LiamBindle commented 3 years ago

Hi all. I thought I would transfer the cubed-sphere regridding discussion (https://github.com/JiaweiZhuang/xESMF/issues/21) here since this is the now-active project. In summary, xESMF has limited support for cubed-sphere grids (and other non-logically-rectangular grids). The workaround is to sum the results of conservatively regridding all the faces. A general solution for "more complicated" grid types is desirable however.

I'm going to copy-paste my latest comment in https://github.com/JiaweiZhuang/xESMF/issues/21 below.

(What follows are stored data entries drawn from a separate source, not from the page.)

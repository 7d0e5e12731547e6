//! Remediation Module
//!
//! Writes the plain-text remediation extract that accompanies a compliance
//! table: one block per failing row.

use crate::compliance::FilteredRow;
use crate::error::ReportError;
use log::info;
use std::fs::File;
use std::io::{BufWriter, Write};
use std::path::Path;

const SEPARATOR_WIDTH: usize = 80;

/// Renders the extract for `rows`. Rows that did not fail are skipped.
pub fn render_remediation(rows: &[FilteredRow]) -> String {
    let separator = "-".repeat(SEPARATOR_WIDTH);
    rows.iter()
        .filter(|row| row.is_failure())
        .map(|row| {
            format!(
                "Compliance Standard: {}\nRule Information: {}\nRemediation: {}\n{}\n",
                row.standard_label, row.rule_title, row.remediation, separator
            )
        })
        .collect()
}

/// File name for the extract of one source table.
///
/// The source stem is part of the name so a batch sharing one title does
/// not overwrite its own extracts.
pub fn remediation_file_name(title: &str, source_stem: &str) -> String {
    let title: String = title
        .trim()
        .chars()
        .map(|c| match c {
            '/' | '\\' | ':' | '*' | '?' | '"' | '<' | '>' | '|' => '_',
            c if c.is_control() => '_',
            c => c,
        })
        .collect();
    if title.is_empty() {
        format!("{source_stem}_Remediation.txt")
    } else {
        format!("{title}_{source_stem}_Remediation.txt")
    }
}

/// Writes the extract to `path`, returning the number of blocks written.
pub fn write_remediation(rows: &[FilteredRow], path: &Path) -> Result<usize, ReportError> {
    let file = File::create(path).map_err(|e| ReportError::output(path, e))?;
    let mut writer = BufWriter::new(file);
    writer
        .write_all(render_remediation(rows).as_bytes())
        .and_then(|_| writer.flush())
        .map_err(|e| ReportError::output(path, e))?;

    let blocks = rows.iter().filter(|row| row.is_failure()).count();
    info!("Wrote {} remediation entries to {:?}", blocks, path);
    Ok(blocks)
}

#[cfg(test)]
mod tests {
    use super::*;

    fn row(title: &str, status: &str) -> FilteredRow {
        FilteredRow {
            computer_name: "WS-01".to_string(),
            rule_title: title.to_string(),
            standard_label: "HIPAA".to_string(),
            standard_rule_value: "164.312".to_string(),
            status: status.to_string(),
            remediation: format!("Remediate {title}"),
        }
    }

    #[test]
    fn writes_one_block_per_failure() {
        let text = render_remediation(&[row("A", "FAILED"), row("B", "PASSED"), row("C", "FAILED")]);
        let expected = format!(
            "Compliance Standard: HIPAA\nRule Information: A\nRemediation: Remediate A\n{sep}\n\
             Compliance Standard: HIPAA\nRule Information: C\nRemediation: Remediate C\n{sep}\n",
            sep = "-".repeat(80)
        );
        assert_eq!(text, expected);
    }

    #[test]
    fn passing_rows_produce_an_empty_extract() {
        assert!(render_remediation(&[row("A", "PASSED"), row("B", "WARNING")]).is_empty());
    }

    #[test]
    fn names_are_unique_per_source_and_filesystem_safe() {
        assert_eq!(
            remediation_file_name("Q3 Audit", "WS-01"),
            "Q3 Audit_WS-01_Remediation.txt"
        );
        assert_eq!(
            remediation_file_name("a/b: c", "WS-01"),
            "a_b_ c_WS-01_Remediation.txt"
        );
        assert_eq!(remediation_file_name("  ", "WS-01"), "WS-01_Remediation.txt");
    }

    #[test]
    fn writes_the_extract_to_disk() {
        let dir = tempfile::tempdir().unwrap();
        let path = dir.path().join("extract.txt");
        let blocks = write_remediation(&[row("A", "FAILED"), row("B", "PASSED")], &path).unwrap();
        assert_eq!(blocks, 1);
        let text = std::fs::read_to_string(&path).unwrap();
        assert!(text.starts_with("Compliance Standard: HIPAA\n"));
    }

    #[test]
    fn unwritable_path_is_an_output_error() {
        let dir = tempfile::tempdir().unwrap();
        let err = write_remediation(&[], &dir.path().join("missing/extract.txt")).unwrap_err();
        assert_eq!(err.kind(), crate::error::ErrorKind::Output);
    }
}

LiamBindle commented 3 years ago

Hi all. For GCHP we need cubed-sphere and stretched cubed-sphere regridding too. We use the "sum conservatively-regridded faces" approach as well, and it works okay, but it's limited to the "conserve" method, it's brittle, and it's hard to extend because of the extra complexity. Lately I have been working on a few projects that are regridding-heavy, and I have a workflow that works pretty well for what I need. I thought I would share it here, and perhaps we can figure out how to support this in general in the ESM community.

The ESMF_Regrid and ESMF_RegridWeightGen tools support the gridspec file format for cubed-sphere and stretched cubed-sphere grids. I didn't find any tools online for generating these files, so I wrote a small utility for generating gridspec files. This lets you use the ESMF_RegridWeightGen tool natively, so you can generate regridding weights using any method (e.g., bilinear, 2nd order conservative, nearest, etc.), and regrid between any grid-types (assuming you can generate the grid-definition file).

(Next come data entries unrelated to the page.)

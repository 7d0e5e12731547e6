#![allow(dead_code)]

use lopdf::content::Content;
use lopdf::{Document, Object};
use scanreport::{Config, ReportMode};
use std::collections::BTreeSet;
use std::fs;
use std::path::{Path, PathBuf};

pub const FINDING_HEADER: &str = "Title,Description,References,Rationale,Result,Remediation,Compliance";

/// One CSV line for a finding with the given compliance column.
pub fn finding(title: &str, result: &str, compliance: &str) -> String {
    format!(
        "{title},Checks {title},CIS 1.1,Reduces risk,{result},Fix {title},\"{compliance}\""
    )
}

pub fn write_csv(dir: &Path, name: &str, header: &str, lines: &[String]) -> PathBuf {
    let mut body = String::from(header);
    body.push('\n');
    for line in lines {
        body.push_str(line);
        body.push('\n');
    }
    let path = dir.join(name);
    fs::write(&path, body).expect("write csv");
    path
}

pub fn config(input: &Path, mode: ReportMode) -> Config {
    Config {
        input: input.to_path_buf(),
        output: None,
        mode,
        logo: None,
        title: "Quarterly Audit".to_string(),
        footer: "https://example.com".to_string(),
        standards: BTreeSet::new(),
        write_summary: false,
    }
}

pub fn standards(keys: &[&str]) -> BTreeSet<String> {
    keys.iter().map(|k| k.to_string()).collect()
}

/// Text shown by every `Tj` operator, grouped by page.
pub fn page_texts(pdf: &Path) -> Vec<Vec<String>> {
    let doc = Document::load(pdf).expect("load pdf");
    doc.get_pages()
        .values()
        .map(|&page_id| {
            let data = doc.get_page_content(page_id).expect("page content");
            let content = Content::decode(&data).expect("decode content");
            content
                .operations
                .iter()
                .filter(|op| op.operator == "Tj")
                .filter_map(|op| match op.operands.first() {
                    Some(Object::String(bytes, _)) => Some(String::from_utf8_lossy(bytes).into_owned()),
                    _ => None,
                })
                .collect()
        })
        .collect()
}

/// MediaBox width and height of every page.
pub fn page_sizes(pdf: &Path) -> Vec<(f32, f32)> {
    let doc = Document::load(pdf).expect("load pdf");
    doc.get_pages()
        .values()
        .map(|&page_id| {
            let page = doc.get_dictionary(page_id).expect("page dict");
            let media_box = page
                .get(b"MediaBox")
                .and_then(Object::as_array)
                .expect("media box");
            let number = |obj: &Object| match obj {
                Object::Integer(i) => *i as f32,
                Object::Real(r) => *r as f32,
                other => panic!("unexpected media box entry {other:?}"),
            };
            (number(&media_box[2]), number(&media_box[3]))
        })
        .collect()
}

pub fn count_starting_with(texts: &[Vec<String>], prefix: &str) -> usize {
    texts.iter().flatten().filter(|t| t.starts_with(prefix)).count()
}

/// All shown text of the document joined with spaces.
pub fn joined(texts: &[Vec<String>]) -> String {
    texts.iter().flatten().cloned().collect::<Vec<_>>().join(" ")
}

/// Asserts the footer of page `i` reads `Page {i + 1}` exactly once.
pub fn assert_page_numbers(texts: &[Vec<String>]) {
    for (i, page) in texts.iter().enumerate() {
        let numbers: Vec<_> = page.iter().filter(|t| t.starts_with("Page ")).collect();
        assert_eq!(numbers, vec![&format!("Page {}", i + 1)], "page {}", i + 1);
        assert!(
            page.iter().any(|t| t.starts_with("https://example.com - Generated on: ")),
            "footer missing on page {}",
            i + 1
        );
    }
}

Once you have the regridding weights, the actual regridding is simply a sparse matrix multiplication. I wrote a small library for doing this sparse matrix multiplication the Pythonic way (using numpy.vectorize and xarray.apply_ufunc) which you can find here: sparselt. That said it's simply a sparse matrix multiplication, so it would be easy to implement in any language.

The "nice traits" of this approach are:

This isn't a "new approach"---it's really what's just going on under-the-hood---but breaking regridding up into generating weights and a sparse matrix multiplication is an interface that's flexible and simple.

I'm happy to merge my work into somewhere else, but I'm not entirely sure it fits well in xESMF. Open to any suggestions!